In Benghazi, headquarters of the rebel forces that control virtually the whole of the east, a spokesman for their self-declared national council said it was poised to hold its first session -- in secret for fear of assassination.

"The national council's first formal meeting is starting this morning," Mustafa Gheriani told AFP, but did not disclose a time or place.

"It's a safety issue. This guy (Gaddafi) still assassinates people."

Former justice minister Mustafa Abdel Jalil, one of the first high-profile Libyans to defect from Gaddafi's four-decade regime when the uprising began, has been appointed chairman of the 30-member body.

Rebels say they have set up local councils in cities they hold across the east and intend their transitional government to lead the country into an election.

Gaddafi's regime is still being boosted by millions of dollars of oil revenues despite Western sanctions, the Financial Times reported.

The newspaper, citing a senior Western oil official and traders, said payments for exports were finding their way back to Libya's central bank, and possibly into Gaddafi's control.

Reporting from Zawiyah, Sky News correspondent Alex Crawford said residents had sheltered in mosques as troops of the Khamis Brigade, under the command of one of the strongman's sons, tried to retake the centre.

Crawford said the town's hospitals had received at least eight dead and that she had also seen the bodies of up to a dozen loyalists in the market square which has been the focal point of the anti-regime protests.

"There was such intense fighting for three hours, and lots and lots of casualties... I saw people with blown off legs, with blown off ankles, chest wounds, head wounds," she said.

Crawford said some defectors had brought their weapons with them, including anti-tank weapons, anti-aircraft weapons and even a few tanks.

"How they managed to fight them back is absolutely a minor miracle," she said, adding loyalists remained on the town's outskirts.
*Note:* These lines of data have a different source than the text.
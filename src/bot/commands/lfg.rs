//! Game commands - looking for games, leaving them and reporting results.

// Inner module to suppress missing_docs warnings for poise macro-generated code
mod inner {
    #![allow(missing_docs)]

    use crate::{
        bot::{
            BotData,
            actions::{
                self, game as game_action, leave as leave_action,
                lfg::{self as lfg_action, LfgOptions},
            },
            ops, xid,
        },
        core::{channels, games, plays},
        entities::{GameBracket, GameFormat, GameService},
        errors::{Error, Result},
    };
    use poise::CreateReply;

    async fn reply_ephemeral(
        ctx: poise::Context<'_, BotData, Error>,
        content: impl Into<String>,
    ) -> Result<()> {
        ctx.send(CreateReply::default().content(content).ephemeral(true))
            .await?;
        Ok(())
    }

    /// Looks for a game to join, or creates one.
    #[poise::command(slash_command, guild_only)]
    pub async fn lfg(
        ctx: poise::Context<'_, BotData, Error>,
        #[description = "Mention friends to join this game with"] friends: Option<String>,
        #[description = "How many players will be seated at this game?"]
        #[min = 2]
        #[max = 4]
        seats: Option<i32>,
        #[description = "What game format do you want to play?"] format: Option<GameFormat>,
        #[description = "What commander bracket do you want to play?"] bracket: Option<GameBracket>,
        #[description = "What service do you want to play on?"] service: Option<GameService>,
    ) -> Result<()> {
        let options = LfgOptions {
            friends,
            seats,
            format,
            bracket,
            service,
        };
        lfg_action::lfg(ctx, options).await
    }

    /// Leaves the game you are waiting in for this channel.
    #[poise::command(slash_command, guild_only)]
    pub async fn leave(ctx: poise::Context<'_, BotData, Error>) -> Result<()> {
        leave_action::leave(ctx).await
    }

    /// Creates and starts a game for exactly the mentioned players.
    #[poise::command(slash_command, guild_only, default_member_permissions = "MANAGE_CHANNELS")]
    pub async fn game(
        ctx: poise::Context<'_, BotData, Error>,
        #[description = "Mention every player of this game"] players: String,
        #[description = "What game format are they playing?"] format: Option<GameFormat>,
        #[description = "What commander bracket are they playing?"] bracket: Option<GameBracket>,
    ) -> Result<()> {
        game_action::create_game(ctx, &players, format, bracket).await
    }

    /// Reports your points for a game you played.
    #[poise::command(slash_command, guild_only)]
    pub async fn points(
        ctx: poise::Context<'_, BotData, Error>,
        #[description = "SpellBot game ID, without the #SB prefix"] game_id: i32,
        #[description = "How many points did you get?"] points: i32,
    ) -> Result<()> {
        let data = ctx.data();
        let db = &data.database;
        let Some(game) = games::select(db, game_id).await? else {
            return reply_ephemeral(ctx, format!("There is no game with ID #SB{game_id}.")).await;
        };
        let show_points = channels::get_channel(db, game.channel_xid)
            .await?
            .is_some_and(|c| c.show_points);
        if !show_points {
            return reply_ephemeral(ctx, "Points are not tracked for this game.").await;
        }

        match plays::record_points(db, game_id, xid(ctx.author().id.get()), points).await {
            Ok(()) => {}
            Err(Error::NotAPlayer { .. }) => {
                return reply_ephemeral(ctx, format!("You did not play in game #SB{game_id}."))
                    .await;
            }
            Err(e @ (Error::AlreadyConfirmed { .. } | Error::PointsLocked { .. })) => {
                return reply_ephemeral(ctx, e.to_string()).await;
            }
            Err(e) => return Err(e),
        }
        reply_ephemeral(ctx, format!("Recorded {points} points for game #SB{game_id}.")).await?;
        actions::refresh_game_posts(ctx.serenity_context(), data, game_id).await
    }

    /// Confirms the reported points of a game you played.
    #[poise::command(slash_command, guild_only)]
    pub async fn confirm(
        ctx: poise::Context<'_, BotData, Error>,
        #[description = "SpellBot game ID, without the #SB prefix"] game_id: i32,
    ) -> Result<()> {
        let data = ctx.data();
        let db = &data.database;
        if games::select(db, game_id).await?.is_none() {
            return reply_ephemeral(ctx, format!("There is no game with ID #SB{game_id}.")).await;
        }
        if !plays::requires_confirmation(db, game_id).await? {
            return reply_ephemeral(ctx, "Points confirmation is not required for this game.")
                .await;
        }

        let all_confirmed = match plays::confirm_points(db, game_id, xid(ctx.author().id.get()))
            .await
        {
            Ok(all) => all,
            Err(Error::NotAPlayer { .. }) => {
                return reply_ephemeral(ctx, format!("You did not play in game #SB{game_id}."))
                    .await;
            }
            Err(e @ Error::PointsMissing { .. }) => {
                return reply_ephemeral(ctx, e.to_string()).await;
            }
            Err(e) => return Err(e),
        };
        let content = if all_confirmed {
            format!("Every player confirmed the points for game #SB{game_id}.")
        } else {
            format!("Confirmed your points for game #SB{game_id}.")
        };
        reply_ephemeral(ctx, content).await
    }

    /// Shows the current state of a game.
    #[poise::command(slash_command, guild_only)]
    pub async fn info(
        ctx: poise::Context<'_, BotData, Error>,
        #[description = "SpellBot game ID, without the #SB prefix"] game_id: i32,
    ) -> Result<()> {
        let data = ctx.data();
        let db = &data.database;
        let guild_xid = ctx.guild_id().map(|g| xid(g.get()));

        let game = games::select(db, game_id)
            .await?
            .filter(|g| Some(g.guild_xid) == guild_xid);
        let Some(game) = game else {
            return reply_ephemeral(ctx, format!("There is no game with ID #SB{game_id}.")).await;
        };

        let embed = ops::to_embed(&actions::render_game(db, &data.settings, &game, false).await?);
        ctx.send(CreateReply::default().embed(embed).ephemeral(true))
            .await?;
        Ok(())
    }
}

// Re-export all commands
pub use inner::*;
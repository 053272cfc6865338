//! Watch entity - A user moderators want to hear about when they join a game.

use sea_orm::entity::prelude::*;
use serde::{Deserialize, Serialize};

/// Watch database model
#[derive(Clone, Debug, PartialEq, Eq, DeriveEntityModel, Serialize, Deserialize)]
#[sea_orm(table_name = "watches")]
pub struct Model {
    /// Guild where the user is watched
    #[sea_orm(primary_key, auto_increment = false)]
    pub guild_xid: i64,
    /// Watched user
    #[sea_orm(primary_key, auto_increment = false)]
    pub user_xid: i64,
    /// Note sent to moderators
    pub note: Option<String>,
}

#[derive(Copy, Clone, Debug, EnumIter, DeriveRelation)]
pub enum Relation {}

impl ActiveModelBehavior for ActiveModel {}
//! Watch list management - users moderators are notified about.

use crate::{
    entities::{Watch, watch},
    errors::Result,
};
use sea_orm::{QueryOrder, Set, prelude::*, sea_query::OnConflict};

const MAX_NOTE_LEN: usize = 1024;

/// Adds or replaces the watch entry for a user in a guild.
pub async fn watch<C>(db: &C, guild_xid: i64, user_xid: i64, note: Option<&str>) -> Result<()>
where
    C: ConnectionTrait,
{
    let model = watch::ActiveModel {
        guild_xid: Set(guild_xid),
        user_xid: Set(user_xid),
        note: Set(note.map(|n| n.chars().take(MAX_NOTE_LEN).collect())),
    };
    Watch::insert(model)
        .on_conflict(
            OnConflict::columns([watch::Column::GuildXid, watch::Column::UserXid])
                .update_column(watch::Column::Note)
                .to_owned(),
        )
        .exec_without_returning(db)
        .await?;
    Ok(())
}

/// Stops watching a user in a guild. Returns whether an entry was removed.
pub async fn unwatch(db: &DatabaseConnection, guild_xid: i64, user_xid: i64) -> Result<bool> {
    let result = Watch::delete_many()
        .filter(watch::Column::GuildXid.eq(guild_xid))
        .filter(watch::Column::UserXid.eq(user_xid))
        .exec(db)
        .await?;
    Ok(result.rows_affected > 0)
}

/// Every watch entry of a guild.
pub async fn fetch(db: &DatabaseConnection, guild_xid: i64) -> Result<Vec<watch::Model>> {
    Watch::find()
        .filter(watch::Column::GuildXid.eq(guild_xid))
        .order_by_asc(watch::Column::UserXid)
        .all(db)
        .await
        .map_err(Into::into)
}

#[cfg(test)]
mod tests {
    #![allow(clippy::unwrap_used)]
    use super::*;
    use crate::test_utils::*;

    #[tokio::test]
    async fn test_watch_replaces_note() -> Result<()> {
        let db = setup_test_db().await?;

        watch(&db, 1, 100, Some("first")).await?;
        watch(&db, 1, 100, Some(&"n".repeat(2000))).await?;
        watch(&db, 1, 101, None).await?;

        let watched = fetch(&db, 1).await?;
        assert_eq!(watched.len(), 2);
        assert_eq!(watched[0].note.as_ref().unwrap().len(), 1024);
        assert!(watched[1].note.is_none());
        assert!(fetch(&db, 2).await?.is_empty());
        Ok(())
    }

    #[tokio::test]
    async fn test_unwatch() -> Result<()> {
        let db = setup_test_db().await?;
        watch(&db, 1, 100, None).await?;

        assert!(unwatch(&db, 1, 100).await?);
        assert!(!unwatch(&db, 1, 100).await?);
        assert!(fetch(&db, 1).await?.is_empty());
        Ok(())
    }
}
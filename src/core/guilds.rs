//! Guild business logic - registration and server-wide configuration.

use crate::{
    entities::{Channel, Guild, channel, guild},
    errors::{Error, Result},
};
use chrono::Utc;
use sea_orm::{QuerySelect, Set, prelude::*, sea_query::OnConflict};

const MAX_NAME_LEN: usize = 100;
const MAX_MOTD_LEN: usize = 255;

/// A single guild-wide setting change.
#[derive(Debug, Clone, PartialEq, Eq)]
pub enum GuildSetting {
    /// Message of the day appended to every game post
    Motd(Option<String>),
    /// Show game links publicly
    ShowLinks(bool),
    /// Create voice channels for started games
    VoiceCreate(bool),
    /// Use the maximum bitrate for created voice channels
    UseMaxBitrate(bool),
}

/// Records a guild, refreshing its cached name when it already exists.
pub async fn upsert_guild<C>(db: &C, xid: i64, name: Option<&str>) -> Result<guild::Model>
where
    C: ConnectionTrait,
{
    let now = Utc::now();
    let name = name.map(|n| n.chars().take(MAX_NAME_LEN).collect::<String>());
    let refreshed = if name.is_some() {
        vec![guild::Column::Name, guild::Column::UpdatedAt]
    } else {
        vec![guild::Column::UpdatedAt]
    };
    let model = guild::ActiveModel {
        xid: Set(xid),
        created_at: Set(now),
        updated_at: Set(now),
        name: Set(name),
        motd: Set(None),
        show_links: Set(false),
        voice_create: Set(false),
        use_max_bitrate: Set(false),
        banned: Set(false),
        notice: Set(None),
        suggest_voice_category: Set(None),
    };

    Guild::insert(model)
        .on_conflict(
            OnConflict::column(guild::Column::Xid)
                .update_columns(refreshed)
                .to_owned(),
        )
        .exec_without_returning(db)
        .await?;

    Guild::find_by_id(xid)
        .one(db)
        .await?
        .ok_or_else(|| Error::Config {
            message: format!("Guild {xid} vanished after upsert"),
        })
}

/// Finds a guild by its Discord id.
pub async fn get_guild<C>(db: &C, xid: i64) -> Result<Option<guild::Model>>
where
    C: ConnectionTrait,
{
    Guild::find_by_id(xid).one(db).await.map_err(Into::into)
}

/// Applies one setting change to a guild.
pub async fn update_guild_setting(
    db: &DatabaseConnection,
    xid: i64,
    setting: GuildSetting,
) -> Result<guild::Model> {
    let mut model: guild::ActiveModel = get_guild(db, xid)
        .await?
        .ok_or_else(|| Error::InvalidInput {
            message: format!("Guild {xid} is not registered"),
        })?
        .into();

    match setting {
        GuildSetting::Motd(motd) => {
            model.motd = Set(motd.map(|m| m.chars().take(MAX_MOTD_LEN).collect()));
        }
        GuildSetting::ShowLinks(value) => model.show_links = Set(value),
        GuildSetting::VoiceCreate(value) => model.voice_create = Set(value),
        GuildSetting::UseMaxBitrate(value) => model.use_max_bitrate = Set(value),
    }
    model.updated_at = Set(Utc::now());

    model.update(db).await.map_err(Into::into)
}

/// Ids of every guild with voice channel creation enabled.
pub async fn voiced_guild_xids(db: &DatabaseConnection) -> Result<Vec<i64>> {
    Guild::find()
        .select_only()
        .column(guild::Column::Xid)
        .filter(guild::Column::VoiceCreate.eq(true))
        .into_tuple()
        .all(db)
        .await
        .map_err(Into::into)
}

/// Distinct voice category prefixes configured on a guild's channels.
pub async fn voice_category_prefixes(db: &DatabaseConnection, guild_xid: i64) -> Result<Vec<String>> {
    let prefixes: Vec<Option<String>> = Channel::find()
        .select_only()
        .column(channel::Column::VoiceCategory)
        .filter(channel::Column::GuildXid.eq(guild_xid))
        .distinct()
        .into_tuple()
        .all(db)
        .await?;

    let mut prefixes: Vec<String> = prefixes.into_iter().flatten().collect();
    prefixes.sort();
    prefixes.dedup();
    Ok(prefixes)
}

#[cfg(test)]
mod tests {
    #![allow(clippy::unwrap_used)]
    use super::*;
    use crate::test_utils::*;

    #[tokio::test]
    async fn test_upsert_guild_refreshes_name() -> Result<()> {
        let db = setup_test_db().await?;

        let created = upsert_guild(&db, 1, Some("Old Name")).await?;
        assert_eq!(created.name.as_deref(), Some("Old Name"));
        assert!(!created.show_links);

        update_guild_setting(&db, 1, GuildSetting::ShowLinks(true)).await?;
        let renamed = upsert_guild(&db, 1, Some("New Name")).await?;
        assert_eq!(renamed.name.as_deref(), Some("New Name"));
        // Settings survive a refresh
        assert!(renamed.show_links);

        // An unnamed refresh keeps the cached name
        let kept = upsert_guild(&db, 1, None).await?;
        assert_eq!(kept.name.as_deref(), Some("New Name"));

        Ok(())
    }

    #[tokio::test]
    async fn test_update_unknown_guild() -> Result<()> {
        let db = setup_test_db().await?;
        let result = update_guild_setting(&db, 404, GuildSetting::VoiceCreate(true)).await;
        assert!(matches!(result, Err(Error::InvalidInput { .. })));
        Ok(())
    }

    #[tokio::test]
    async fn test_voiced_guilds_and_prefixes() -> Result<()> {
        let db = setup_test_db().await?;
        create_test_guild(&db, 1).await?;
        create_test_guild(&db, 2).await?;
        update_guild_setting(&db, 2, GuildSetting::VoiceCreate(true)).await?;
        create_test_channel(&db, 2, 20).await?;
        create_test_channel(&db, 2, 21).await?;

        assert_eq!(voiced_guild_xids(&db).await?, vec![2]);
        assert_eq!(
            voice_category_prefixes(&db, 2).await?,
            vec!["SpellBot Voice Channels".to_string()]
        );
        assert!(voice_category_prefixes(&db, 1).await?.is_empty());

        Ok(())
    }
}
With the protests spreading across the Arab world, threatening US allies like Bahrain and Oman, the Wall Street Journal reported Washington was moving towards a strategy of keeping in power regimes willing to reform.

Citing unnamed officials and diplomats, the newspaper said the administration was leaning toward this approach even if that means the full democratic demands of Arab citizens might have to wait.

"What we have said throughout this is that there is a need for political, economic and social reform, but the particular approach will be country by country," the paper quoted a senior administration official as saying.

In other developments across the Arab world, the Saudi interior ministry said protests were banned as they ran counter to Islamic sharia law and Saudi traditions, while Omani Sultan Qaboos sacked two ministers.